Hi and welcome to Julia.
You’re probably looking for: https://github.com/JuliaData/DataFrames.jl

7 Likes

For reading excel files try https://github.com/felipenoris/XLSX.jl (I had good results for my files) or https://github.com/queryverse/ExcelReaders.jl (uses Python) or https://github.com/aviks/Taro.jl (uses Java). All of those (can) return DataFrames which you can use to work with the data.

1 Like

Thanks for the suggestions

They already have a Julia’s version of Pandas
https://github.com/JuliaPy/Pandas.jl

no, that’s a wrapper, just use DataFrames.jl ffs

7 Likes

“Just use DataFrames” is not good advice. There is substantial functionality that Pandas has that DataFrames.jl does not and will never have. Anything related to time series for example. There is TimeSeries.jl, but it does not have support for the elaborate time handling and resampling that Pandas does. And it also does not support some of the features of DataFrames without a conversion between the two.

This whole part of the ecosystem is a mess. Unlike with the more mathematical portions of the language, you don’t have a nice type hierarchy with good generic functions that all interact in nice ways.

Julia is more than capable of having a suite of libraries that combine to make something far better than Pandas, but right now, it does not.

pleas as this on a sample to sample base and the community will help you.

Funny you should say that, for me one of the biggest boons of working in Julia is that I can just use DataFrames with the (imho excellent) Dates standard library for all my dated data, which was a refreshing change from the issues I always ran into when working with dates in Python - I’m the person that asked this question almost six years ago:

which is quite representative on the things I was fighting with frequently.

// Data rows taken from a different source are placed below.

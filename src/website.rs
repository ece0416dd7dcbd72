use tracing::{error, info};

use crate::blueprint::{plan, preflight};
use crate::config::Config;
use crate::error::BuildError;
use crate::executor::{BuildResult, Environment, execute};
use crate::graph::TaskGraph;

/// A project ready to be built or served.
///
/// ```rust,no_run
/// use tsumiki::{Config, Website};
///
/// let website = Website::new(Config::load(".")?)?;
/// website.build()?;
/// # Ok::<(), tsumiki::BuildError>(())
/// ```
pub struct Website {
    env: Environment,
}

impl Website {
    pub fn new(config: Config) -> Result<Self, BuildError> {
        Ok(Self {
            env: Environment::new(config)?,
        })
    }

    /// Wraps an environment assembled by the caller, e.g. with a replaced
    /// toolchain.
    pub fn with_environment(env: Environment) -> Self {
        Self { env }
    }

    pub fn config(&self) -> &Config {
        &self.env.config
    }

    pub fn plan(&self) -> Result<TaskGraph, BuildError> {
        plan(&self.env.config)
    }

    /// Checks the environment, then runs the whole graph.
    ///
    /// On failure the distribution tree is left as the failing wave found it
    /// and must be treated as incomplete.
    pub fn build(&self) -> Result<BuildResult, BuildError> {
        preflight(&self.env.config)?;

        let graph = self.plan()?;
        info!(tasks = graph.len(), waves = graph.waves.len(), "Build plan ready");

        execute(&graph, &self.env).inspect_err(|e| {
            error!("Build failed, {} is incomplete", self.env.config.dist_dir());
            if let Some(id) = e.task_id() {
                error!(task = id, "first failing task");
            }
        })
    }

    /// Serves the distribution tree until the process is stopped.
    #[cfg(feature = "server")]
    pub fn serve(&self, host: &str, port: u16) -> anyhow::Result<()> {
        crate::serve::serve(&self.env.config.dist_dir(), host, port)
    }
}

But in any case there’s generally little productive to be gained from fundamentalist discussions about whether some library/language is better than another. As @jling says it’s probably best to ask specific questions about elaborate time handling tasks which pandas can do that can’t be done in DataFrames to discuss what can be done about it.

7 Likes

Yes, datetime handling in Pandas is a complete mess. There is the Python datetime type (flexible but slow), the Pandas datetime type (with nanosecond precision - this means a very limited date range) and the possibility to use Numpy datetime types (with different precisions).
And it is in some cases not trivial to convert one to the other.
The Julia datetime handling is much better - 1 date and datetime type in the standard library which can be used everywhere.

An other weakness of Pandas is the handling of missing data - there is only float nan, but not for int. pd.nan should change this, but is still experimental / very recent, therefore it is not available in many client installations.

See also this thread: Time-period-based time series moving windows in Julia?

I’ll try to interpret what I think @MaxHayden means:

Pandas (“PANel Data AnalysiS” - a kind of time-series analysis), being originally a finance library, has tons of built-in time-series functionality: Time Series / Date functionality — pandas 0.17.1 documentation

DataFrames.jl doesn’t and won’t have this built in, which is fine – it’s not a time-series library and multiple dispatch means it shouldn’t need to be built-in.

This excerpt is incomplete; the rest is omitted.